The landfill at Cache Creek, B.C., has taken Metro Vancouver's garbage for years. A proposed new waste-to-energy facility would divert about 370,000 tonnes of garbage per year, turning it into electricity and steam.
Metro Vancouver staff have identified six potential sites for a new waste-to-energy incinerator for the Lower Mainland.
The regional authority says the sites — two of which are in South Vancouver, two in Delta, one in Nanaimo and one on Squamish land near Port Mellon — have been short listed only and are not necessarily considered viable at this point.

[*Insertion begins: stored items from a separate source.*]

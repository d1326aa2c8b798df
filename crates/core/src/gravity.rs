//! Gravity step: clear matched cells, drop survivors, refill from the top
//!
//! Removal is tracked with [`Slot::Cleared`] on a private working grid. The
//! returned [`Board`] only ever holds real colors, so a half-cleared grid never
//! leaves this module.

use crate::board::Board;
use crate::matching::MatchSet;
use crate::rng::ColorSource;
use crate::types::{BlockColor, Position};

#[derive(Debug, Clone, Copy, PartialEq, Eq)]
enum Slot {
    Occupied(BlockColor),
    Cleared,
}

/// Remove `matches`, let each column fall, and fill the gaps with new blocks
///
/// Columns are handled independently. Surviving blocks keep their top-to-bottom
/// order and settle at the bottom of their column. New colors are drawn from
/// `rng` column by column, left to right, filling each column's gap from the
/// lowest vacated cell upward.
///
/// An empty match set returns a copy of `board` without drawing any colors.
///
/// # Panics
///
/// Panics if a matched position lies outside the board.
///
/// # Examples
///
/// ```
/// use tile_match_core::{clear_and_refill, find_matches, Board, SequenceColors};
///
/// let board = Board::from_rows(&[
///     vec![4],
///     vec![1],
///     vec![2],
///     vec![2],
///     vec![2],
/// ], 6).unwrap();
///
/// let matches = find_matches(&board);
/// let next = clear_and_refill(&board, &matches, &mut SequenceColors::new(vec![5, 0, 3]));
/// assert_eq!(next.to_rows(), vec![vec![3], vec![0], vec![5], vec![4], vec![1]]);
/// ```
pub fn clear_and_refill(board: &Board, matches: &MatchSet, rng: &mut impl ColorSource) -> Board {
    if matches.is_empty() {
        return board.clone();
    }

    let width = board.width() as usize;
    let height = board.height() as usize;

    let mut slots: Vec<Slot> = board.cells().iter().map(|&c| Slot::Occupied(c)).collect();
    for pos in matches.iter() {
        assert!(
            board.contains(pos),
            "match at {:?} outside {}x{} board",
            pos,
            board.width(),
            board.height()
        );
        slots[pos.row as usize * width + pos.col as usize] = Slot::Cleared;
    }

    let mut cells = vec![BlockColor::default(); width * height];
    for col in 0..width {
        // Walk bottom-up, writing survivors to the lowest free row.
        let mut write = height;
        for read in (0..height).rev() {
            if let Slot::Occupied(color) = slots[read * width + col] {
                write -= 1;
                cells[write * width + col] = color;
            }
        }
        for row in (0..write).rev() {
            cells[row * width + col] = rng.next_color(board.color_count());
        }
    }

    Board::from_parts(board.width(), board.height(), board.color_count(), cells)
}

/// Number of cells a gravity step would remove in each column
pub fn cleared_per_column(board: &Board, matches: &MatchSet) -> Vec<usize> {
    let mut counts = vec![0; board.width() as usize];
    for Position { col, .. } in matches.iter() {
        if let Some(n) = counts.get_mut(col as usize) {
            *n += 1;
        }
    }
    counts
}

Metro wants to build a bigger facility to replace the aging waste-to-energy facility in Burnaby by 2018.
Currently the Burnaby-based incinerator burns 280,000 tonnes of garbage annually, while a new incinerator would burn an estimated 370,000 tonnes each year.

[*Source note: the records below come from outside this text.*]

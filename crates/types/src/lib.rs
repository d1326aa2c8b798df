//! Core types module - shared data structures and constants
//!
//! Everything here is plain data: board dimensions, the block palette, grid
//! positions, configuration and the small set of game-level actions. The board
//! engine, the interaction controller and the terminal front end all speak in
//! these types.
//!
//! # Board Dimensions
//!
//! Default playfield is 6 columns by 5 rows. Rows are indexed top to bottom,
//! columns left to right, so `(0, 0)` is the top-left cell.
//!
//! # Timing Constants
//!
//! | Constant | Value | Description |
//! |----------|-------|-------------|
//! | `TICK_MS` | 16 | Front-end loop interval (~60 FPS) |
//! | `DEFAULT_STEP_DELAY_MS` | 300 | Pause between cascade steps |
//!
//! # Examples
//!
//! ```
//! use tile_match_types::{BlockColor, Position, DEFAULT_COLOR_COUNT, DEFAULT_WIDTH};
//!
//! let red = BlockColor::new(0);
//! assert_eq!(red.name(), "red");
//!
//! let a = Position::new(1, 1);
//! assert!(a.is_adjacent(Position::new(2, 2)));
//! assert!(!a.is_adjacent(Position::new(3, 1)));
//!
//! assert_eq!(DEFAULT_WIDTH, 6);
//! assert_eq!(DEFAULT_COLOR_COUNT, 6);
//! ```

pub mod config;

pub use config::{ConfigError, GameConfig};

use serde::{Deserialize, Serialize};

/// Default board width in cells (6 columns)
pub const DEFAULT_WIDTH: u8 = 6;

/// Default board height in cells (5 rows)
pub const DEFAULT_HEIGHT: u8 = 5;

/// Largest accepted board side, in cells
pub const MAX_BOARD_SIDE: u8 = 32;

/// Default number of distinct block colors
pub const DEFAULT_COLOR_COUNT: u8 = 6;

/// Minimum run length that counts as a match
pub const MIN_MATCH_LEN: usize = 3;

/// Pause between two cascade steps (300ms)
pub const DEFAULT_STEP_DELAY_MS: u32 = 300;

/// Upper bound on gravity steps in a single cascade
pub const MAX_CASCADE_STEPS: usize = 64;

/// Front-end loop interval in milliseconds (16ms ≈ 60 FPS)
pub const TICK_MS: u32 = 16;

/// Symbolic names of the block palette, indexed by [`BlockColor`]
pub const PALETTE: [&str; 6] = ["red", "blue", "green", "yellow", "purple", "orange"];

/// Index into [`PALETTE`]
///
/// A board only ever stores colors below its configured color count. There is
/// no "empty" color: removal is tracked separately inside the engine.
#[derive(
    Debug, Clone, Copy, PartialEq, Eq, PartialOrd, Ord, Hash, Default, Serialize, Deserialize,
)]
#[serde(transparent)]
pub struct BlockColor(u8);

impl BlockColor {
    pub const fn new(index: u8) -> Self {
        Self(index)
    }

    pub const fn index(self) -> u8 {
        self.0
    }

    /// Palette name, or `"?"` for an index past the palette
    pub fn name(self) -> &'static str {
        PALETTE.get(self.0 as usize).copied().unwrap_or("?")
    }
}

impl From<BlockColor> for u8 {
    fn from(value: BlockColor) -> Self {
        value.0
    }
}

/// A grid cell address
///
/// Ordering is row-major, which is also the iteration order of match sets.
#[derive(
    Debug, Clone, Copy, PartialEq, Eq, PartialOrd, Ord, Hash, Serialize, Deserialize,
)]
pub struct Position {
    pub row: u8,
    pub col: u8,
}

impl Position {
    pub const fn new(row: u8, col: u8) -> Self {
        Self { row, col }
    }

    /// Check whether the position lies on a `width` x `height` board
    pub fn in_bounds(self, width: u8, height: u8) -> bool {
        self.row < height && self.col < width
    }

    /// Chebyshev distance (king moves on a chessboard)
    pub fn distance(self, other: Position) -> u8 {
        self.row.abs_diff(other.row).max(self.col.abs_diff(other.col))
    }

    /// Check whether `other` is one of the 8 neighbours (diagonals included)
    ///
    /// # Examples
    ///
    /// ```
    /// use tile_match_types::Position;
    ///
    /// let p = Position::new(2, 3);
    /// assert!(p.is_adjacent(Position::new(1, 4)));
    /// assert!(!p.is_adjacent(p));
    /// assert!(!p.is_adjacent(Position::new(2, 5)));
    /// ```
    pub fn is_adjacent(self, other: Position) -> bool {
        self != other && self.distance(other) <= 1
    }
}

/// Pointer offset inside the grabbed cell, in the renderer's units
#[derive(Debug, Clone, Copy, PartialEq, Default, Serialize, Deserialize)]
pub struct PointerOffset {
    pub x: f64,
    pub y: f64,
}

impl PointerOffset {
    pub const fn new(x: f64, y: f64) -> Self {
        Self { x, y }
    }
}

/// Game-level actions that are not part of a drag gesture
#[derive(Debug, Clone, Copy, PartialEq, Eq)]
pub enum GameAction {
    /// Throw away the board and deal a new one
    Restart,
    /// Finish a running cascade without waiting for the step delay
    SkipCascade,
}

impl GameAction {
    /// Parse action from string
    ///
    /// # Examples
    ///
    /// ```
    /// use tile_match_types::GameAction;
    ///
    /// assert_eq!(GameAction::from_str("restart"), Some(GameAction::Restart));
    /// assert_eq!(GameAction::from_str("skipCascade"), Some(GameAction::SkipCascade));
    /// assert_eq!(GameAction::from_str("jump"), None);
    /// ```
    pub fn from_str(s: &str) -> Option<Self> {
        match s.to_lowercase().as_str() {
            "restart" => Some(GameAction::Restart),
            "skipcascade" => Some(GameAction::SkipCascade),
            _ => None,
        }
    }

    pub fn as_str(&self) -> &'static str {
        match self {
            GameAction::Restart => "restart",
            GameAction::SkipCascade => "skipCascade",
        }
    }
}

#[cfg(test)]
mod tests {
    use super::*;

    #[test]
    fn defaults_match_reference_board() {
        assert_eq!(DEFAULT_WIDTH, 6);
        assert_eq!(DEFAULT_HEIGHT, 5);
        assert_eq!(DEFAULT_COLOR_COUNT as usize, PALETTE.len());
        assert_eq!(DEFAULT_STEP_DELAY_MS, 300);
        assert_eq!(MIN_MATCH_LEN, 3);
    }

    #[test]
    fn adjacency_includes_diagonals() {
        let center = Position::new(2, 2);
        let mut neighbours = 0;
        for row in 0..5u8 {
            for col in 0..5u8 {
                if center.is_adjacent(Position::new(row, col)) {
                    neighbours += 1;
                }
            }
        }
        assert_eq!(neighbours, 8);
    }

    #[test]
    fn adjacency_at_corner() {
        let corner = Position::new(0, 0);
        assert!(corner.is_adjacent(Position::new(1, 1)));
        assert!(corner.is_adjacent(Position::new(0, 1)));
        assert!(!corner.is_adjacent(Position::new(0, 2)));
        assert!(!corner.is_adjacent(Position::new(2, 0)));
    }

    #[test]
    fn bounds_check() {
        assert!(Position::new(4, 5).in_bounds(6, 5));
        assert!(!Position::new(5, 0).in_bounds(6, 5));
        assert!(!Position::new(0, 6).in_bounds(6, 5));
    }

    #[test]
    fn palette_names() {
        assert_eq!(BlockColor::new(0).name(), "red");
        assert_eq!(BlockColor::new(5).name(), "orange");
        assert_eq!(BlockColor::new(9).name(), "?");
    }

    #[test]
    fn action_roundtrip_names() {
        for action in [GameAction::Restart, GameAction::SkipCascade] {
            assert_eq!(GameAction::from_str(action.as_str()), Some(action));
        }
    }
}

But according to Sharon Gaetz, the Mayor of Chilliwack and Chair of the Fraser Valley Regional District, an incinerator anywhere in the Lower Mainland is a bad idea, as residents in her region will have to breath in the garbage that Metro burns.
"We have tried to maintain really good relationships with our neighbours, but its getting more and more difficult,” says Gaetz.
“Almost unanimously we have said to Metro, 'No, we do not want it,' and yet we have been completely rebuffed and in fact ignored.”
Gaetz says the technology doesn’t exist to screen out the pollutants that threaten both residents’ health and the food grown in the Fraser Valley.
“Everyone who leads in environment says incineration is a backwards way to go."